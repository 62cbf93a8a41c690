//! Dual-handle interval seek bar.

use crate::attributes::{ConfigError, SeekBarAttributes};
use crate::gesture::{DragState, Handle, HitTest, PointerSource};
use crate::listener::{IntervalChanged, ProgressListener};
use crate::style::{SeekBarStyle, DEFAULT_LEFT_PROGRESS, DEFAULT_RIGHT_PROGRESS};
use crate::track::TrackGeometry;
use interval_core::{
    AccessibleRole, Canvas, Color, Constraints, Event, GradientStop, LayoutResult, MeasureMode,
    MeasureSpec, MouseButton, Point, RadialGradient, Rect, Size, StrokeStyle, TileMode, TypeId,
    Widget,
};
use std::any::Any;
use std::fmt;
use tracing::{debug, trace};

/// Offset at which the handle gradient starts fading to its rim color.
const HANDLE_GRADIENT_INNER_STOP: f32 = 0.9;

/// Horizontal track with two draggable handles selecting a `[left, right]`
/// progress interval in `0..=100`.
///
/// While a handle is dragged, the pointer position is mapped to a progress
/// value, clamped into range, and committed only if the handles stay at
/// least [`TrackGeometry::min_gap_progress`] apart. Moves that would break the
/// gap are dropped without touching state. Committed moves request a redraw,
/// notify the listener and return an [`IntervalChanged`] message.
///
/// Setters never validate across fields; setting `right_progress` below
/// `left_progress` is accepted as-is.
pub struct IntervalSeekBar {
    style: SeekBarStyle,
    left_progress: i32,
    right_progress: i32,
    bounds: Rect,
    drag: DragState,
    listener: Option<Box<dyn ProgressListener>>,
    redraw_requests: u32,
    test_id_value: Option<String>,
    accessible_name_value: Option<String>,
}

impl Default for IntervalSeekBar {
    fn default() -> Self {
        Self::new()
    }
}

impl fmt::Debug for IntervalSeekBar {
    fn fmt(&self, f: &mut fmt::Formatter<'_>) -> fmt::Result {
        f.debug_struct("IntervalSeekBar")
            .field("style", &self.style)
            .field("left_progress", &self.left_progress)
            .field("right_progress", &self.right_progress)
            .field("bounds", &self.bounds)
            .field("drag", &self.drag)
            .field("has_listener", &self.listener.is_some())
            .field("redraw_requests", &self.redraw_requests)
            .finish_non_exhaustive()
    }
}

impl IntervalSeekBar {
    /// Create a seek bar with the default style and a `[20, 80]` interval.
    #[must_use]
    pub fn new() -> Self {
        Self::with_style(SeekBarStyle::default())
    }

    /// Create a seek bar with a custom style.
    #[must_use]
    pub fn with_style(style: SeekBarStyle) -> Self {
        Self {
            style,
            left_progress: DEFAULT_LEFT_PROGRESS,
            right_progress: DEFAULT_RIGHT_PROGRESS,
            bounds: Rect::default(),
            drag: DragState::Idle,
            listener: None,
            redraw_requests: 0,
            test_id_value: None,
            accessible_name_value: None,
        }
    }

    /// Create a seek bar from host attributes at the given display density.
    pub fn from_attributes(
        attributes: &SeekBarAttributes,
        density: f32,
    ) -> Result<Self, ConfigError> {
        let resolved = attributes.resolve(density)?;
        let mut bar = Self::with_style(resolved.style);
        bar.left_progress = resolved.left_progress;
        bar.right_progress = resolved.right_progress;
        Ok(bar)
    }

    /// Set the initial interval.
    #[must_use]
    pub const fn interval(mut self, left: i32, right: i32) -> Self {
        self.left_progress = left;
        self.right_progress = right;
        self
    }

    /// Set test ID.
    #[must_use]
    pub fn with_test_id(mut self, id: impl Into<String>) -> Self {
        self.test_id_value = Some(id.into());
        self
    }

    /// Set accessible name.
    #[must_use]
    pub fn with_accessible_name(mut self, name: impl Into<String>) -> Self {
        self.accessible_name_value = Some(name.into());
        self
    }

    /// Set the listener, replacing any previous one.
    pub fn set_on_progress_change_listener(&mut self, listener: impl ProgressListener + 'static) {
        self.listener = Some(Box::new(listener));
    }

    /// Remove the listener.
    pub fn clear_on_progress_change_listener(&mut self) {
        self.listener = None;
    }

    // =========================================================================
    // Style accessors
    // =========================================================================

    /// Current style.
    #[must_use]
    pub const fn style(&self) -> &SeekBarStyle {
        &self.style
    }

    /// Replace the whole style.
    pub fn set_style(&mut self, style: SeekBarStyle) {
        self.style = style;
        self.invalidate();
    }

    #[must_use]
    pub const fn handle_color(&self) -> Color {
        self.style.handle_color
    }

    pub fn set_handle_color(&mut self, color: Color) {
        self.style.handle_color = color;
        self.invalidate();
    }

    #[must_use]
    pub const fn handle_radius(&self) -> f32 {
        self.style.handle_radius
    }

    pub fn set_handle_radius(&mut self, radius: f32) {
        self.style.handle_radius = radius;
        self.invalidate();
    }

    #[must_use]
    pub const fn line_width(&self) -> f32 {
        self.style.line_width
    }

    pub fn set_line_width(&mut self, width: f32) {
        self.style.line_width = width;
        self.invalidate();
    }

    #[must_use]
    pub const fn horizontal_margin(&self) -> f32 {
        self.style.horizontal_margin
    }

    pub fn set_horizontal_margin(&mut self, margin: f32) {
        self.style.horizontal_margin = margin;
        self.invalidate();
    }

    #[must_use]
    pub const fn vertical_margin(&self) -> f32 {
        self.style.vertical_margin
    }

    pub fn set_vertical_margin(&mut self, margin: f32) {
        self.style.vertical_margin = margin;
        self.invalidate();
    }

    #[must_use]
    pub const fn background_color(&self) -> Color {
        self.style.background_color
    }

    pub fn set_background_color(&mut self, color: Color) {
        self.style.background_color = color;
        self.invalidate();
    }

    #[must_use]
    pub const fn progress_color(&self) -> Color {
        self.style.progress_color
    }

    pub fn set_progress_color(&mut self, color: Color) {
        self.style.progress_color = color;
        self.invalidate();
    }

    // =========================================================================
    // Progress accessors
    // =========================================================================

    #[must_use]
    pub const fn left_progress(&self) -> i32 {
        self.left_progress
    }

    /// Set the left progress. Not range-checked.
    pub fn set_left_progress(&mut self, progress: i32) {
        self.left_progress = progress;
        self.invalidate();
    }

    #[must_use]
    pub const fn right_progress(&self) -> i32 {
        self.right_progress
    }

    /// Set the right progress. Not range-checked.
    pub fn set_right_progress(&mut self, progress: i32) {
        self.right_progress = progress;
        self.invalidate();
    }

    // =========================================================================
    // Redraw requests
    // =========================================================================

    /// Request a redraw.
    pub fn invalidate(&mut self) {
        self.redraw_requests = self.redraw_requests.saturating_add(1);
    }

    /// Whether a redraw has been requested since the last drain.
    #[must_use]
    pub const fn needs_redraw(&self) -> bool {
        self.redraw_requests > 0
    }

    /// Drain pending redraw requests, returning how many were made.
    pub fn take_redraw_requests(&mut self) -> u32 {
        std::mem::take(&mut self.redraw_requests)
    }

    // =========================================================================
    // Geometry and gestures
    // =========================================================================

    /// Geometry for the current size and style.
    #[must_use]
    pub fn geometry(&self) -> TrackGeometry {
        TrackGeometry::new(self.bounds.size(), &self.style)
    }

    /// Resolve the widget size from per-axis measure specs.
    ///
    /// Height falls back to `2 * handle_radius + 2 * vertical_margin` unless
    /// fixed exactly. Width has no intrinsic value: an upper bound is taken
    /// in full, and with no constraint at all the previously laid-out width
    /// is reused.
    #[must_use]
    pub fn measure_spec(&self, width: MeasureSpec, height: MeasureSpec) -> Size {
        let resolved_width = match width.mode {
            MeasureMode::Exact | MeasureMode::AtMost => width.size,
            MeasureMode::Unspecified => self.bounds.width,
        };
        Size::new(resolved_width, height.resolve_or(self.style.preferred_height()))
    }

    /// Hit-test a position in parent coordinates against both handles.
    #[must_use]
    pub fn hit_test(&self, position: Point) -> HitTest {
        HitTest::at(
            &self.geometry(),
            self.left_progress,
            self.right_progress,
            self.bounds.to_local(position),
        )
    }

    /// Current drag state.
    #[must_use]
    pub const fn drag_state(&self) -> DragState {
        self.drag
    }

    fn begin_drag(&mut self, position: Point, source: PointerSource) {
        let hit = self.hit_test(position);
        if hit.is_ambiguous() {
            debug!(?position, "pointer down in overlapping hit zones, left handle wins");
        }
        self.drag = hit
            .grabbed()
            .map_or(DragState::Idle, |handle| DragState::grab(handle, source));
        debug!(?source, state = ?self.drag, "pointer down");
    }

    fn end_drag(&mut self) {
        if !self.drag.is_idle() {
            debug!(state = ?self.drag, "drag released");
        }
        self.drag = DragState::Idle;
    }

    fn drag_to(&mut self, position: Point) -> Option<IntervalChanged> {
        let handle = self.drag.handle()?;
        let geometry = self.geometry();
        let local = self.bounds.to_local(position);

        let current = match handle {
            Handle::Left => self.left_progress,
            Handle::Right => self.right_progress,
        };
        let handle_x = geometry.handle_x(current);
        let delta_x = local.x - handle_x;
        let candidate = if delta_x == 0.0 {
            current
        } else {
            geometry.progress_at(handle_x + delta_x)?
        };
        let candidate = candidate.clamp(0, 100);

        let (left, right) = match handle {
            Handle::Left => (candidate, self.right_progress),
            Handle::Right => (self.left_progress, candidate),
        };

        if !geometry.allows(left, right) {
            debug!(
                left,
                right,
                min_gap = geometry.min_gap_progress(),
                "drag rejected, handles too close"
            );
            return None;
        }

        self.left_progress = left;
        self.right_progress = right;
        self.invalidate();
        debug!(left, right, "interval changed");
        self.notify(left, right);
        Some(IntervalChanged { left, right })
    }

    fn notify(&mut self, left: i32, right: i32) {
        if let Some(mut listener) = self.listener.take() {
            listener.on_progress_changed(self, left, right);
            self.listener = Some(listener);
        }
    }

    fn handle_gradient(&self, center: Point) -> RadialGradient {
        RadialGradient::new(
            center,
            self.style.handle_radius,
            vec![
                GradientStop::new(self.style.handle_color, HANDLE_GRADIENT_INNER_STOP),
                GradientStop::new(Color::GRAY, 1.0),
            ],
            TileMode::Mirror,
        )
    }
}

impl Widget for IntervalSeekBar {
    fn type_id(&self) -> TypeId {
        TypeId::of::<Self>()
    }

    fn measure(&self, constraints: Constraints) -> Size {
        let size = self.measure_spec(constraints.width_spec(), constraints.height_spec());
        constraints.constrain(size)
    }

    fn layout(&mut self, bounds: Rect) -> LayoutResult {
        self.bounds = bounds;
        LayoutResult {
            size: bounds.size(),
        }
    }

    fn paint(&self, canvas: &mut dyn Canvas) {
        let geometry = self.geometry();
        let origin = self.bounds.origin();
        let at = |x: f32| origin + Point::new(x, geometry.center_y);

        if geometry.is_degenerate() {
            trace!(width = geometry.width, "painting with an empty track");
        }

        let background = StrokeStyle::round(self.style.background_color, self.style.line_width);
        let progress = StrokeStyle::round(self.style.progress_color, self.style.line_width);
        let left_x = geometry.handle_x(self.left_progress);
        let right_x = geometry.handle_x(self.right_progress);

        canvas.stroke_line(
            at(geometry.track_start()),
            at(geometry.track_end()),
            &background,
        );
        canvas.stroke_line(at(geometry.track_start()), at(left_x), &background);
        canvas.stroke_line(at(left_x), at(right_x), &progress);

        for x in [left_x, right_x] {
            let center = at(x);
            canvas.fill_circle_gradient(
                center,
                self.style.handle_radius,
                &self.handle_gradient(center),
            );
        }
    }

    fn event(&mut self, event: &Event) -> Option<Box<dyn Any + Send>> {
        let changed = match *event {
            // A press never takes over a touch drag; a repeated press while
            // mouse-driven re-grabs so a lost mouse-up cannot wedge the bar.
            Event::MouseDown {
                position,
                button: MouseButton::Left,
            } if self.drag.is_idle() || self.drag.is_driven_by(PointerSource::Mouse) => {
                self.begin_drag(position, PointerSource::Mouse);
                None
            }
            Event::MouseMove { position } if self.drag.is_driven_by(PointerSource::Mouse) => {
                self.drag_to(position)
            }
            Event::MouseUp {
                button: MouseButton::Left,
                ..
            } if self.drag.is_driven_by(PointerSource::Mouse) => {
                self.end_drag();
                None
            }
            Event::TouchStart { id, position } if self.drag.is_idle() => {
                self.begin_drag(position, PointerSource::Touch(id));
                None
            }
            Event::TouchMove { id, position }
                if self.drag.is_driven_by(PointerSource::Touch(id)) =>
            {
                self.drag_to(position)
            }
            Event::TouchEnd { id, .. } | Event::TouchCancel { id }
                if self.drag.is_driven_by(PointerSource::Touch(id)) =>
            {
                self.end_drag();
                None
            }
            _ => None,
        };

        changed.map(|msg| Box::new(msg) as Box<dyn Any + Send>)
    }

    fn is_interactive(&self) -> bool {
        true
    }

    fn accessible_name(&self) -> Option<&str> {
        self.accessible_name_value.as_deref()
    }

    fn accessible_role(&self) -> AccessibleRole {
        AccessibleRole::RangeSlider
    }

    fn test_id(&self) -> Option<&str> {
        self.test_id_value.as_deref()
    }

    fn bounds(&self) -> Rect {
        self.bounds
    }
}
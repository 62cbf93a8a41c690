//! Handle hit testing and drag state.

use crate::track::TrackGeometry;
use interval_core::{Point, TouchId};

/// One of the two draggable handles.
#[derive(Debug, Clone, Copy, PartialEq, Eq, Hash)]
pub enum Handle {
    /// Lower bound of the interval
    Left,
    /// Upper bound of the interval
    Right,
}

/// Input device driving a drag.
#[derive(Debug, Clone, Copy, PartialEq, Eq, Hash)]
pub enum PointerSource {
    /// Primary mouse button
    Mouse,
    /// A single touch point
    Touch(TouchId),
}

/// Which hit zones a pointer-down landed in.
///
/// The zones are tested independently and may overlap when the handles are
/// close together; [`HitTest::grabbed`] picks one.
#[derive(Debug, Clone, Copy, PartialEq, Eq, Default)]
pub struct HitTest {
    /// Inside the left handle's zone
    pub left: bool,
    /// Inside the right handle's zone
    pub right: bool,
}

impl HitTest {
    /// Test a widget-local `point` against both handle zones.
    ///
    /// The left zone spans everything up to one radius right of the left
    /// handle; the right zone spans everything from two radii left of the
    /// right handle. Both extend two radii above and below the track.
    #[must_use]
    pub fn at(geometry: &TrackGeometry, left_progress: i32, right_progress: i32, point: Point) -> Self {
        let radius = geometry.handle_radius();
        let left = geometry.handle_center(left_progress);
        let right = geometry.handle_center(right_progress);

        let within_band = |center: Point| {
            point.y >= 2.0f32.mul_add(-radius, center.y) && point.y <= 2.0f32.mul_add(radius, center.y)
        };

        Self {
            left: point.x <= left.x + radius && within_band(left),
            right: point.x >= 2.0f32.mul_add(-radius, right.x) && within_band(right),
        }
    }

    /// Both zones were hit.
    #[must_use]
    pub const fn is_ambiguous(&self) -> bool {
        self.left && self.right
    }

    /// Handle grabbed by this hit. The left handle wins when both zones
    /// overlap, so a single move never updates both handles.
    #[must_use]
    pub const fn grabbed(&self) -> Option<Handle> {
        if self.left {
            Some(Handle::Left)
        } else if self.right {
            Some(Handle::Right)
        } else {
            None
        }
    }
}

/// Drag state machine, scoped to one pointer gesture.
#[derive(Debug, Clone, Copy, PartialEq, Eq, Default)]
pub enum DragState {
    /// No handle grabbed
    #[default]
    Idle,
    /// Left handle follows the pointer
    DraggingLeft(PointerSource),
    /// Right handle follows the pointer
    DraggingRight(PointerSource),
}

impl DragState {
    /// Start dragging `handle` from `source`.
    #[must_use]
    pub const fn grab(handle: Handle, source: PointerSource) -> Self {
        match handle {
            Handle::Left => Self::DraggingLeft(source),
            Handle::Right => Self::DraggingRight(source),
        }
    }

    /// Handle currently being dragged.
    #[must_use]
    pub const fn handle(&self) -> Option<Handle> {
        match self {
            Self::Idle => None,
            Self::DraggingLeft(_) => Some(Handle::Left),
            Self::DraggingRight(_) => Some(Handle::Right),
        }
    }

    /// Input device that owns the current drag.
    #[must_use]
    pub const fn source(&self) -> Option<PointerSource> {
        match self {
            Self::Idle => None,
            Self::DraggingLeft(source) | Self::DraggingRight(source) => Some(*source),
        }
    }

    /// Whether events from `source` belong to the current drag.
    #[must_use]
    pub fn is_driven_by(&self, source: PointerSource) -> bool {
        self.source() == Some(source)
    }

    /// Whether no handle is grabbed.
    #[must_use]
    pub const fn is_idle(&self) -> bool {
        matches!(self, Self::Idle)
    }
}
//! Progress change notification.

use crate::seek_bar::IntervalSeekBar;

/// Message emitted from [`Widget::event`](interval_core::Widget::event) when a
/// drag commits a new interval.
#[derive(Debug, Clone, Copy, PartialEq, Eq)]
pub struct IntervalChanged {
    /// New left progress
    pub left: i32,
    /// New right progress
    pub right: i32,
}

/// Receives committed interval changes.
///
/// Called synchronously from the event handler, only for drags that keep
/// the two handles at least the minimum gap apart. Programmatic setters do
/// not notify.
pub trait ProgressListener: Send {
    /// The user dragged a handle to a new accepted position.
    fn on_progress_changed(&mut self, seek_bar: &IntervalSeekBar, left: i32, right: i32);
}

impl<F> ProgressListener for F
where
    F: FnMut(&IntervalSeekBar, i32, i32) + Send,
{
    fn on_progress_changed(&mut self, seek_bar: &IntervalSeekBar, left: i32, right: i32) {
        self(seek_bar, left, right);
    }
}
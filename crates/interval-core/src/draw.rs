//! Draw commands.
//!
//! All rendering reduces to these primitives.

use crate::{Color, Point};
use serde::{Deserialize, Serialize};

/// Line cap style.
#[derive(Debug, Clone, Copy, PartialEq, Eq, Default, Serialize, Deserialize)]
pub enum LineCap {
    /// Flat cap at endpoint
    #[default]
    Butt,
    /// Rounded cap
    Round,
    /// Square cap extending beyond endpoint
    Square,
}

/// Stroke style for line rendering.
#[derive(Debug, Clone, Copy, PartialEq, Serialize, Deserialize)]
pub struct StrokeStyle {
    /// Stroke color
    pub color: Color,
    /// Stroke width in pixels
    pub width: f32,
    /// Line cap style
    pub cap: LineCap,
}

impl Default for StrokeStyle {
    fn default() -> Self {
        Self {
            color: Color::BLACK,
            width: 1.0,
            cap: LineCap::Butt,
        }
    }
}

impl StrokeStyle {
    /// Round-capped stroke.
    #[must_use]
    pub const fn round(color: Color, width: f32) -> Self {
        Self {
            color,
            width,
            cap: LineCap::Round,
        }
    }
}

/// How a gradient continues past its last stop.
#[derive(Debug, Clone, Copy, PartialEq, Eq, Default, Serialize, Deserialize)]
pub enum TileMode {
    /// Extend the edge colors
    #[default]
    Clamp,
    /// Restart from the first stop
    Repeat,
    /// Reflect back and forth
    Mirror,
}

/// A color at a normalized offset along a gradient.
#[derive(Debug, Clone, Copy, PartialEq, Serialize, Deserialize)]
pub struct GradientStop {
    /// Stop color
    pub color: Color,
    /// Offset in [0.0, 1.0]
    pub offset: f32,
}

impl GradientStop {
    /// Create a stop, clamping the offset to [0.0, 1.0].
    #[must_use]
    pub fn new(color: Color, offset: f32) -> Self {
        Self {
            color,
            offset: offset.clamp(0.0, 1.0),
        }
    }
}

/// Radial gradient centered on a point.
#[derive(Debug, Clone, PartialEq, Serialize, Deserialize)]
pub struct RadialGradient {
    /// Gradient center
    pub center: Point,
    /// Radius at which offset 1.0 is reached
    pub radius: f32,
    /// Stops, ordered by offset
    pub stops: Vec<GradientStop>,
    /// Behavior beyond the radius
    pub tile: TileMode,
}

impl RadialGradient {
    /// Create a gradient with the given stops.
    #[must_use]
    pub fn new(center: Point, radius: f32, stops: Vec<GradientStop>, tile: TileMode) -> Self {
        Self {
            center,
            radius,
            stops,
            tile,
        }
    }

    /// Color at normalized distance `t` from the center (before tiling).
    #[must_use]
    pub fn color_at(&self, t: f32) -> Color {
        let t = match self.tile {
            TileMode::Clamp => t.clamp(0.0, 1.0),
            TileMode::Repeat => t.rem_euclid(1.0),
            TileMode::Mirror => {
                let m = t.abs().rem_euclid(2.0);
                if m > 1.0 {
                    2.0 - m
                } else {
                    m
                }
            }
        };

        let (Some(first), Some(last)) = (self.stops.first(), self.stops.last()) else {
            return Color::TRANSPARENT;
        };
        if t <= first.offset {
            return first.color;
        }
        if t >= last.offset {
            return last.color;
        }
        self.stops
            .windows(2)
            .find(|w| t >= w[0].offset && t <= w[1].offset)
            .map_or(last.color, |w| {
                let span = w[1].offset - w[0].offset;
                if span <= f32::EPSILON {
                    w[1].color
                } else {
                    w[0].color.lerp(&w[1].color, (t - w[0].offset) / span)
                }
            })
    }
}

/// Drawing primitive - all rendering reduces to these.
#[derive(Debug, Clone, PartialEq, Serialize, Deserialize)]
pub enum DrawCommand {
    /// Stroke a straight line
    Line {
        /// Start point
        from: Point,
        /// End point
        to: Point,
        /// Stroke style
        style: StrokeStyle,
    },
    /// Fill a circle with a radial gradient
    Circle {
        /// Center point
        center: Point,
        /// Radius
        radius: f32,
        /// Gradient fill
        gradient: RadialGradient,
    },
}

impl DrawCommand {
    /// Create a line command.
    #[must_use]
    pub const fn line(from: Point, to: Point, style: StrokeStyle) -> Self {
        Self::Line { from, to, style }
    }

    /// Create a gradient-filled circle command.
    #[must_use]
    pub fn circle(center: Point, radius: f32, gradient: RadialGradient) -> Self {
        Self::Circle {
            center,
            radius,
            gradient,
        }
    }
}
___
Work to complete
Reproduce every line above that contains the string "given".

Response
    /// Create a seek bar from host attributes at the given display density.
    /// Create a gradient with the given stops.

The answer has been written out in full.